*** Given records Section Begins ***

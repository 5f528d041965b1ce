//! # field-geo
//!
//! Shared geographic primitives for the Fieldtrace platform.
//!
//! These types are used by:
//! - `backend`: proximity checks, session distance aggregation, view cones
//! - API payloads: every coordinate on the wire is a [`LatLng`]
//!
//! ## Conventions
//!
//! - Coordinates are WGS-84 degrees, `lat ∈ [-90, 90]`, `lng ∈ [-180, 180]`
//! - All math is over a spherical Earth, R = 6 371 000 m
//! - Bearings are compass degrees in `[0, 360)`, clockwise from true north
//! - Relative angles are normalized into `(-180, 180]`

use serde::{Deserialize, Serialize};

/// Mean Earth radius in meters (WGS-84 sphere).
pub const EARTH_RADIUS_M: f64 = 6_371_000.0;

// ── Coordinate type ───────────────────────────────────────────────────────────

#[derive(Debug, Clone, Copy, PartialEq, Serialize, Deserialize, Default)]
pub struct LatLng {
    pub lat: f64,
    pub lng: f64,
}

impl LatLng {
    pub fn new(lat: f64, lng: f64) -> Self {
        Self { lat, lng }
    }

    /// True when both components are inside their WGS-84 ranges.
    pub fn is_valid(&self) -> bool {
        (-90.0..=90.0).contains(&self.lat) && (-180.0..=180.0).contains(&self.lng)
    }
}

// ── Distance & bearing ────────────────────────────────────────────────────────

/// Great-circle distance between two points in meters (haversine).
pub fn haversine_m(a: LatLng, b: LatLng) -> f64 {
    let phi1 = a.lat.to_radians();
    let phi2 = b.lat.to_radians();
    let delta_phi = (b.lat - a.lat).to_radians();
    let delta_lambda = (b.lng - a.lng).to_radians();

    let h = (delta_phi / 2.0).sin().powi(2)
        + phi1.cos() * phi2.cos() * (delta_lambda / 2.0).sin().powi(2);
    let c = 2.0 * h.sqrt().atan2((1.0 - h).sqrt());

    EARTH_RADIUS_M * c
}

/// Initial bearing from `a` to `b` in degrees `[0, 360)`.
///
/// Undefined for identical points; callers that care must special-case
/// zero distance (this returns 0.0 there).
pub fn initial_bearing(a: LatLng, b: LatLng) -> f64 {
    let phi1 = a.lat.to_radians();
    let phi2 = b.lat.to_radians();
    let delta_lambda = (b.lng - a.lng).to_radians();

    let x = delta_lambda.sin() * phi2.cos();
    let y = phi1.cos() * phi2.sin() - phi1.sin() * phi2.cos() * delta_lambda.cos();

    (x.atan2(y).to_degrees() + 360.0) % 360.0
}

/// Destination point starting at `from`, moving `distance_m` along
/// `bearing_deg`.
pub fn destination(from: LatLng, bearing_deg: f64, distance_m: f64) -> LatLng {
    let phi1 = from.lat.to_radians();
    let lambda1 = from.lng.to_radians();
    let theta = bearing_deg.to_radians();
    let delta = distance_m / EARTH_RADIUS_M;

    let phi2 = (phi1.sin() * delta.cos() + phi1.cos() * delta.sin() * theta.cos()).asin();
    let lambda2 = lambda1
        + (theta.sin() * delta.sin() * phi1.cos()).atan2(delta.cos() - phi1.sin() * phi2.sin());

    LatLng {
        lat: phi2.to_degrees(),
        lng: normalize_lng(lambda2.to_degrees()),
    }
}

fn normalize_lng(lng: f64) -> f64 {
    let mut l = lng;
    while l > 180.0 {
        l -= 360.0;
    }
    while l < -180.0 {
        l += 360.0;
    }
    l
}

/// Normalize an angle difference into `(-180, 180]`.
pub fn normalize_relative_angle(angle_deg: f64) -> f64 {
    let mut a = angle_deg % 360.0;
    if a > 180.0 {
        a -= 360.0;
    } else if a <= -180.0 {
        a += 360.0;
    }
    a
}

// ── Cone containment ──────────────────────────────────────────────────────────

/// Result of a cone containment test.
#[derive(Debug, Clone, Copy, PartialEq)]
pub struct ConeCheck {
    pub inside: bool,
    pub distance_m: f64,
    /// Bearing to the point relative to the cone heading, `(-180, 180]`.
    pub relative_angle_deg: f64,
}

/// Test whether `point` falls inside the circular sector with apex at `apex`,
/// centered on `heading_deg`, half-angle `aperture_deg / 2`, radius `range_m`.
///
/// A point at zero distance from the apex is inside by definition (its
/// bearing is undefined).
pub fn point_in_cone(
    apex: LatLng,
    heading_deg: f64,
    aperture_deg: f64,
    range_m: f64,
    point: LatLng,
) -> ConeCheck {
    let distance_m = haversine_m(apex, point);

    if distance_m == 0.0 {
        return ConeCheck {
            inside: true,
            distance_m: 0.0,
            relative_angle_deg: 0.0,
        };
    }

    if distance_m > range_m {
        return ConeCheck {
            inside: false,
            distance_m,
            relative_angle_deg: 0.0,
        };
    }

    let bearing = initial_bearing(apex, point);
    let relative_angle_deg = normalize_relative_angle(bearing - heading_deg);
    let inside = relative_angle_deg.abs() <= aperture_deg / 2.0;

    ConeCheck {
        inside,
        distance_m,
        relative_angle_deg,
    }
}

*** Given records Section Ends ***

## Action item
Please transcribe all of the records, keeping every line exactly as it is.

## Response
repository 5f528d041965b1ce
//! # field-geo
//!
//! Shared geographic primitives for the Fieldtrace platform.
//!
//! These types are used by:
//! - `backend`: proximity checks, session distance aggregation, view cones
//! - API payloads: every coordinate on the wire is a [`LatLng`]
//!
//! ## Conventions
//!
//! - Coordinates are WGS-84 degrees, `lat ∈ [-90, 90]`, `lng ∈ [-180, 180]`
//! - All math is over a spherical Earth, R = 6 371 000 m
//! - Bearings are compass degrees in `[0, 360)`, clockwise from true north
//! - Relative angles are normalized into `(-180, 180]`

use serde::{Deserialize, Serialize};

/// Mean Earth radius in meters (WGS-84 sphere).
pub const EARTH_RADIUS_M: f64 = 6_371_000.0;

// ── Coordinate type ───────────────────────────────────────────────────────────

#[derive(Debug, Clone, Copy, PartialEq, Serialize, Deserialize, Default)]
pub struct LatLng {
    pub lat: f64,
    pub lng: f64,
}

impl LatLng {
    pub fn new(lat: f64, lng: f64) -> Self {
        Self { lat, lng }
    }

    /// True when both components are inside their WGS-84 ranges.
    pub fn is_valid(&self) -> bool {
        (-90.0..=90.0).contains(&self.lat) && (-180.0..=180.0).contains(&self.lng)
    }
}

// ── Distance & bearing ────────────────────────────────────────────────────────

/// Great-circle distance between two points in meters (haversine).
pub fn haversine_m(a: LatLng, b: LatLng) -> f64 {
    let phi1 = a.lat.to_radians();
    let phi2 = b.lat.to_radians();
    let delta_phi = (b.lat - a.lat).to_radians();
    let delta_lambda = (b.lng - a.lng).to_radians();

    let h = (delta_phi / 2.0).sin().powi(2)
        + phi1.cos() * phi2.cos() * (delta_lambda / 2.0).sin().powi(2);
    let c = 2.0 * h.sqrt().atan2((1.0 - h).sqrt());

    EARTH_RADIUS_M * c
}

/// Initial bearing from `a` to `b` in degrees `[0, 360)`.
///
/// Undefined for identical points; callers that care must special-case
/// zero distance (this returns 0.0 there).
pub fn initial_bearing(a: LatLng, b: LatLng) -> f64 {
    let phi1 = a.lat.to_radians();
    let phi2 = b.lat.to_radians();
    let delta_lambda = (b.lng - a.lng).to_radians();

    let x = delta_lambda.sin() * phi2.cos();
    let y = phi1.cos() * phi2.sin() - phi1.sin() * phi2.cos() * delta_lambda.cos();

    (x.atan2(y).to_degrees() + 360.0) % 360.0
}

/// Destination point starting at `from`, moving `distance_m` along
/// `bearing_deg`.
pub fn destination(from: LatLng, bearing_deg: f64, distance_m: f64) -> LatLng {
    let phi1 = from.lat.to_radians();
    let lambda1 = from.lng.to_radians();
    let theta = bearing_deg.to_radians();
    let delta = distance_m / EARTH_RADIUS_M;

    let phi2 = (phi1.sin() * delta.cos() + phi1.cos() * delta.sin() * theta.cos()).asin();
    let lambda2 = lambda1
        + (theta.sin() * delta.sin() * phi1.cos()).atan2(delta.cos() - phi1.sin() * phi2.sin());

    LatLng {
        lat: phi2.to_degrees(),
        lng: normalize_lng(lambda2.to_degrees()),
    }
}

fn normalize_lng(lng: f64) -> f64 {
    let mut l = lng;
    while l > 180.0 {
        l -= 360.0;
    }
    while l < -180.0 {
        l += 360.0;
    }
    l
}

/// Normalize an angle difference into `(-180, 180]`.
pub fn normalize_relative_angle(angle_deg: f64) -> f64 {
    let mut a = angle_deg % 360.0;
    if a > 180.0 {
        a -= 360.0;
    } else if a <= -180.0 {
        a += 360.0;
    }
    a
}

// ── Cone containment ──────────────────────────────────────────────────────────

/// Result of a cone containment test.
#[derive(Debug, Clone, Copy, PartialEq)]
pub struct ConeCheck {
    pub inside: bool,
    pub distance_m: f64,
    /// Bearing to the point relative to the cone heading, `(-180, 180]`.
    pub relative_angle_deg: f64,
}

/// Test whether `point` falls inside the circular sector with apex at `apex`,
/// centered on `heading_deg`, half-angle `aperture_deg / 2`, radius `range_m`.
///
/// A point at zero distance from the apex is inside by definition (its
/// bearing is undefined).
pub fn point_in_cone(
    apex: LatLng,
    heading_deg: f64,
    aperture_deg: f64,
    range_m: f64,
    point: LatLng,
) -> ConeCheck {
    let distance_m = haversine_m(apex, point);

    if distance_m == 0.0 {
        return ConeCheck {
            inside: true,
            distance_m: 0.0,
            relative_angle_deg: 0.0,
        };
    }

    if distance_m > range_m {
        return ConeCheck {
            inside: false,
            distance_m,
            relative_angle_deg: 0.0,
        };
    }

    let bearing = initial_bearing(apex, point);
    let relative_angle_deg = normalize_relative_angle(bearing - heading_deg);
    let inside = relative_angle_deg.abs() <= aperture_deg / 2.0;

    ConeCheck {
        inside,
        distance_m,
        relative_angle_deg,
    }
}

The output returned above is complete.